After the successful experiment of saffron cultivation in Khyber agency, bearing outstanding results, more expectations are now focused on its harvest. An agency officer from the Khyber Agency agriculture department, Shamas-u-Rehman Khattak, told Truth Tracker that although the task presented a big challenge for them, the first and vital challenge was the availability and acquisition of healthy bulbs. This was, however, managed by bringing gold bulbs from Chitral. He, however, alluded to the restrictions in policies and security concerns, which is debilitating the progress of any initiative.

Since the production of saffron across the country is limited, if not rare, the cultivation of saffron plants in Khyber Agency’s various locations promises an increase in the production of stigmas and bulbs for the local market and an opportunity to promote saffron farming in other parts of country. This way people would get fresh quality real stigmas from a nearby place since the freshly produced saffron are best for use during first six months after harvesting, any later and the stigmas lose their real fragrance and quality.

As the initiative is still undergoing its testing phases, efforts are being made to increase size of bulbs and grow the quantity of bulbs. The healthy bulbs size, weighing more than 25grams, can bloom more than four flowers depending on climate and soil fertility. After successful experimental test of saffron cultivation, the agriculture department Khyber agency has permission of security agencies to bring synthetic fertilizer for farming bulbs. The normal time for saffron cultivation begins in September and the flowers bloom mid-October through mid-November. “As it is a one-time investment, the bulbs can be re-used for cultivation for another 5 to 10 years as the older bulbs can bloom more flowers than fresh ones” says Khattak.
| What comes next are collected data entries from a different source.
use assert_cmd::Command;
use predicates::prelude::*;
use std::fs;

fn folio() -> Command {
    Command::cargo_bin("folio").unwrap()
}

#[test]
fn passes_on_the_site() {
    folio()
        .args(["--root", env!("CARGO_MANIFEST_DIR")])
        .assert()
        .success()
        .stdout(predicate::str::contains("33 passed, 0 failed"))
        .stdout(predicate::str::contains("FAIL").not());
}

#[test]
fn filter_limits_the_checks_run() {
    folio()
        .args(["--root", env!("CARGO_MANIFEST_DIR"), "--filter", "header animation"])
        .assert()
        .success()
        .stdout(predicate::str::contains("Header animation"))
        .stdout(predicate::str::contains("Links").not())
        .stdout(predicate::str::contains("4 passed, 0 failed"));
}

#[test]
fn filter_matching_nothing_is_an_error() {
    folio()
        .args(["--root", env!("CARGO_MANIFEST_DIR"), "--filter", "no such check"])
        .assert()
        .code(2)
        .stdout(predicate::str::is_empty())
        .stderr(predicate::str::contains("no checks match the filter"));
}

#[test]
fn failing_page_exits_with_failure() {
    let dir = tempfile::tempdir().unwrap();
    fs::write(
        dir.path().join("index.html"),
        r#"<a href="http://example.com" target="_blank">x</a>"#,
    )
    .unwrap();
    fs::write(dir.path().join("withey.css"), "").unwrap();

    folio()
        .arg("--root")
        .arg(dir.path())
        .assert()
        .code(1)
        .stdout(predicate::str::contains("FAIL all external links use HTTPS"))
        .stdout(predicate::str::contains("PASS external links open in a new tab"));
}

#[test]
fn custom_file_names() {
    let dir = tempfile::tempdir().unwrap();
    fs::copy(
        concat!(env!("CARGO_MANIFEST_DIR"), "/index.html"),
        dir.path().join("page.html"),
    )
    .unwrap();
    fs::copy(
        concat!(env!("CARGO_MANIFEST_DIR"), "/withey.css"),
        dir.path().join("site.css"),
    )
    .unwrap();

    folio()
        .arg("--root")
        .arg(dir.path())
        .args(["--markup", "page.html", "--stylesheet", "site.css"])
        .assert()
        .success();
}

#[test]
fn missing_fixture_is_fatal() {
    let dir = tempfile::tempdir().unwrap();
    folio()
        .arg("--root")
        .arg(dir.path())
        .assert()
        .code(2)
        .stdout(predicate::str::is_empty())
        .stderr(predicate::str::contains("could not read fixture"));
}

#[test]
fn unknown_argument_prints_usage() {
    folio()
        .arg("--verbose")
        .assert()
        .code(2)
        .stderr(predicate::str::contains("unexpected arguments"))
        .stderr(predicate::str::contains("USAGE:"));
}

#[test]
fn help() {
    folio()
        .arg("--help")
        .assert()
        .success()
        .stdout(predicate::str::contains("--stylesheet FILE"));
}
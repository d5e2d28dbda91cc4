use nom::{
    branch::alt,
    character::complete::{alphanumeric1, char, digit1, hex_digit1, one_of},
    combinator::{map_opt, map_res},
    sequence::{delimited, preceded},
    IResult,
};
use std::borrow::Cow;

/// Named references that show up in hand-written pages. Anything else is left as-is.
static NAMED: &[(&str, char)] = &[
    ("amp", '&'),
    ("lt", '<'),
    ("gt", '>'),
    ("quot", '"'),
    ("apos", '\''),
    ("nbsp", '\u{a0}'),
    ("copy", '\u{a9}'),
    ("reg", '\u{ae}'),
    ("trade", '\u{2122}'),
    ("middot", '\u{b7}'),
    ("bull", '\u{2022}'),
    ("hellip", '\u{2026}'),
    ("ndash", '\u{2013}'),
    ("mdash", '\u{2014}'),
    ("lsquo", '\u{2018}'),
    ("rsquo", '\u{2019}'),
    ("ldquo", '\u{201c}'),
    ("rdquo", '\u{201d}'),
];

fn parse_numeric(input: &str) -> IResult<&str, char> {
    let hex = preceded(one_of("xX"), map_res(hex_digit1, |h: &str| u32::from_str_radix(h, 16)));
    let dec = map_res(digit1, |d: &str| d.parse::<u32>());
    map_opt(preceded(char('#'), alt((hex, dec))), char::from_u32)(input)
}

fn parse_named(input: &str) -> IResult<&str, char> {
    map_opt(alphanumeric1, |name: &str| {
        NAMED.iter().find(|(n, _)| *n == name).map(|(_, c)| *c)
    })(input)
}

fn character_reference(input: &str) -> IResult<&str, char> {
    delimited(char('&'), alt((parse_numeric, parse_named)), char(';'))(input)
}

/// Replace character references in text or an attribute value
pub(crate) fn decode(input: &str) -> Cow<'_, str> {
    if !input.contains('&') {
        return Cow::Borrowed(input);
    }
    let mut out = String::with_capacity(input.len());
    let mut rest = input;
    while let Some(pos) = rest.find('&') {
        out.push_str(&rest[..pos]);
        rest = &rest[pos..];
        match character_reference(rest) {
            Ok((remaining, c)) => {
                out.push(c);
                rest = remaining;
            }
            Err(_) => {
                out.push('&');
                rest = &rest[1..];
            }
        }
    }
    out.push_str(rest);
    Cow::Owned(out)
}

#[cfg(test)]
#[test]
fn test_decode() {
    assert_eq!(decode("plain"), "plain");
    assert_eq!(decode("Tom &amp; Jerry"), "Tom & Jerry");
    assert_eq!(decode("&#65;&#x42;&#X43;"), "ABC");
    assert_eq!(decode("&lt;b&gt; &quot;q&quot;"), "<b> \"q\"");
    assert_eq!(decode("R&D &unknown; &amp"), "R&D &unknown; &amp");
    assert_eq!(decode("a&nbsp;b"), "a\u{a0}b");
}
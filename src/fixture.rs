use std::path::{Path, PathBuf};
use thiserror::Error;
use tracing::{debug, span, Level};

pub const MARKUP_FILE: &str = "index.html";
pub const STYLESHEET_FILE: &str = "withey.css";

#[derive(Debug, Error)]
pub enum FixtureError {
    #[error("could not read fixture {}: {source}", .path.display())]
    Unreadable {
        path: PathBuf,
        source: std::io::Error,
    },
}

/// Where the page files live: a project root plus file names relative to it
#[derive(Debug, Clone, PartialEq, Eq)]
pub struct FixturePaths {
    pub root: PathBuf,
    pub markup: PathBuf,
    pub stylesheet: PathBuf,
}

impl FixturePaths {
    pub fn new(root: impl Into<PathBuf>) -> Self {
        Self {
            root: root.into(),
            markup: MARKUP_FILE.into(),
            stylesheet: STYLESHEET_FILE.into(),
        }
    }

    pub fn markup_path(&self) -> PathBuf {
        self.root.join(&self.markup)
    }

    pub fn stylesheet_path(&self) -> PathBuf {
        self.root.join(&self.stylesheet)
    }
}

impl Default for FixturePaths {
    fn default() -> Self {
        Self::new(".")
    }
}

/// Full text of the page markup and stylesheet
#[derive(Debug, Clone, PartialEq, Eq)]
pub struct Fixtures {
    pub markup: String,
    pub stylesheet: String,
}

impl Fixtures {
    /// Read both files. Either one missing is fatal, there is nothing to check without them.
    pub fn load(paths: &FixturePaths) -> Result<Self, FixtureError> {
        Ok(Self {
            markup: read_fixture(&paths.markup_path())?,
            stylesheet: read_fixture(&paths.stylesheet_path())?,
        })
    }
}

fn read_fixture(path: &Path) -> Result<String, FixtureError> {
    let span = span!(Level::DEBUG, "Loading fixture", path = %path.display());
    let _enter = span.enter();
    let text = std::fs::read_to_string(path).map_err(|source| FixtureError::Unreadable {
        path: path.to_path_buf(),
        source,
    })?;
    debug!(bytes = text.len(), "Fixture loaded");
    Ok(text)
}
Cultivation of saffron is not a common for local farmers so they require more training opportunities to become fully aware of well forming of bulbs. “Convincing and training of local former was a challenge for us as they were thinking that the plant would grow like a big tree” says agriculture officer Khyber Agency, Faiq Iqbal. On an average, 10g of saffron can make Rs.6000 to Rs.10000 in the local market this means that per Kg can farmers can make Rs. 200,000 to Rs. 300,000 accordingly.

According to the management practice the yield of dried saffron from 2 to 6 kg per hectare can be possible. But the cost of purchasing seeds and bulbs are very expensive and initially 80,000 to 90,000 saffron corms are required for one acre, which is a steep investment for the local farmer.

A local farmer dubbed saffron farming opportunity as a great chance for us to cultivate the crop for the first time under the guidance and support of the agriculture department. He hoped this would provide more business opportunities for farmers in the future.

Khattak said that production of more and quality stigmas require training and supports from the countries already producing saffron, and added that investors are welcome to come and invest in crop.

The production of saffron will not only fulfill the local market’s need but could boost the economy of FATA. This is not the first time that FATA plays a role in contribution to the national economy. Last year saw the production of wheat increase from 36% to 44% of the whole country’s production. Not only this but in the previous year, during the World Food Day organized by World Health Organization, from a congregation of all farmer associations from across the country, FATA farmers were nominated in top four pitches where KP and Punjab didn’t even make the list.

Currently, FATA has some restrictions in its different policies, which need to be revised. Such a provision would provide opportunities to the people of FATA to produce more quality products for the local and national markets.